» Records shown
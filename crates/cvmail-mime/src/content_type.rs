//! Content-Type and Content-Disposition values.

use std::collections::HashMap;

use crate::encoding::{decode_header, decode_rfc2231};
use crate::error::{Error, Result};

/// MIME content type with parameters.
#[derive(Debug, Clone, PartialEq, Eq)]
pub struct ContentType {
    /// Main type (e.g., "text", "image", "multipart"), lowercase.
    pub main_type: String,
    /// Subtype (e.g., "plain", "html", "pdf"), lowercase.
    pub sub_type: String,
    /// Parameters keyed by lowercase name.
    pub parameters: HashMap<String, String>,
}

impl ContentType {
    /// Creates a new content type.
    #[must_use]
    pub fn new(main_type: impl Into<String>, sub_type: impl Into<String>) -> Self {
        Self {
            main_type: main_type.into(),
            sub_type: sub_type.into(),
            parameters: HashMap::new(),
        }
    }

    /// `text/plain`, the RFC 2045 default.
    #[must_use]
    pub fn text_plain() -> Self {
        Self::new("text", "plain")
    }

    /// Returns `type/subtype`.
    #[must_use]
    pub fn mime_type(&self) -> String {
        format!("{}/{}", self.main_type, self.sub_type)
    }

    /// True for `type/subtype` equality, ignoring case.
    #[must_use]
    pub fn is(&self, main_type: &str, sub_type: &str) -> bool {
        self.main_type.eq_ignore_ascii_case(main_type)
            && self.sub_type.eq_ignore_ascii_case(sub_type)
    }

    /// Returns a parameter value by name.
    #[must_use]
    pub fn parameter(&self, name: &str) -> Option<&str> {
        self.parameters
            .get(&name.to_ascii_lowercase())
            .map(String::as_str)
    }

    /// Returns the charset parameter if present.
    #[must_use]
    pub fn charset(&self) -> Option<&str> {
        self.parameter("charset")
    }

    /// Returns the boundary parameter if present and non-empty.
    #[must_use]
    pub fn boundary(&self) -> Option<&str> {
        self.parameter("boundary").filter(|b| !b.is_empty())
    }

    /// Legacy `name` parameter, decoded.
    #[must_use]
    pub fn name(&self) -> Option<String> {
        extended_parameter(&self.parameters, "name")
    }

    /// Checks if this is a multipart content type.
    #[must_use]
    pub fn is_multipart(&self) -> bool {
        self.main_type.eq_ignore_ascii_case("multipart")
    }

    /// Parses a content type string.
    ///
    /// Format: `type/subtype; param1=value1; param2="value 2"`
    ///
    /// # Errors
    ///
    /// Returns an error if the `type/subtype` pair is missing or empty.
    pub fn parse(s: &str) -> Result<Self> {
        let mut segments = split_parameters(s).into_iter();
        let type_str = segments.next().unwrap_or_default().trim();

        let (main_type, sub_type) = type_str
            .split_once('/')
            .map(|(main, sub)| (main.trim(), sub.trim()))
            .filter(|(main, sub)| !main.is_empty() && !sub.is_empty())
            .ok_or_else(|| Error::InvalidContentType(s.to_string()))?;

        let mut content_type = Self::new(
            main_type.to_ascii_lowercase(),
            sub_type.to_ascii_lowercase(),
        );
        content_type.parameters = parse_parameters(segments);
        Ok(content_type)
    }
}

/// Content-Disposition value.
#[derive(Debug, Clone, PartialEq, Eq, Default)]
pub struct ContentDisposition {
    /// Disposition type (`inline`, `attachment`, ...), lowercase.
    pub disposition: String,
    /// Parameters keyed by lowercase name.
    pub parameters: HashMap<String, String>,
}

impl ContentDisposition {
    /// Parses a disposition value. Never fails; unknown shapes yield an
    /// empty disposition type.
    #[must_use]
    pub fn parse(s: &str) -> Self {
        let mut segments = split_parameters(s).into_iter();
        let disposition = segments
            .next()
            .unwrap_or_default()
            .trim()
            .to_ascii_lowercase();
        Self {
            disposition,
            parameters: parse_parameters(segments),
        }
    }

    /// The `filename` parameter, falling back to RFC 2231 `filename*`.
    #[must_use]
    pub fn filename(&self) -> Option<String> {
        extended_parameter(&self.parameters, "filename")
    }
}

/// Looks up `name`, then `name*`; the plain form may carry RFC 2047 words.
fn extended_parameter(params: &HashMap<String, String>, name: &str) -> Option<String> {
    params
        .get(name)
        .map(|v| decode_header(v))
        .filter(|v| !v.trim().is_empty())
        .or_else(|| {
            params
                .get(&format!("{name}*"))
                .map(|v| decode_rfc2231(v))
                .filter(|v| !v.trim().is_empty())
        })
}

/// Splits on `;` outside quoted strings.
fn split_parameters(s: &str) -> Vec<&str> {
    let mut segments = Vec::new();
    let mut start = 0;
    let mut in_quotes = false;
    let mut escaped = false;

    for (idx, ch) in s.char_indices() {
        match ch {
            _ if escaped => escaped = false,
            '\\' if in_quotes => escaped = true,
            '"' => in_quotes = !in_quotes,
            ';' if !in_quotes => {
                segments.push(&s[start..idx]);
                start = idx + 1;
            }
            _ => {}
        }
    }
    segments.push(&s[start..]);
    segments
}

fn parse_parameters<'a>(segments: impl Iterator<Item = &'a str>) -> HashMap<String, String> {
    segments
        .filter_map(|segment| {
            let (key, value) = segment.split_once('=')?;
            let key = key.trim().to_ascii_lowercase();
            if key.is_empty() {
                return None;
            }
            Some((key, unquote(value.trim())))
        })
        .collect()
}

fn unquote(value: &str) -> String {
    let Some(inner) = value.strip_prefix('"') else {
        return value.to_string();
    };
    let inner = inner.strip_suffix('"').unwrap_or(inner);

    let mut out = String::with_capacity(inner.len());
    let mut chars = inner.chars();
    while let Some(ch) = chars.next() {
        if ch == '\\' {
            if let Some(next) = chars.next() {
                out.push(next);
            }
        } else {
            out.push(ch);
        }
    }
    out
}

» Instructions to follow
What is needed is the number of lines in the data that contain "Clone", given with nothing else.

» Answer area
2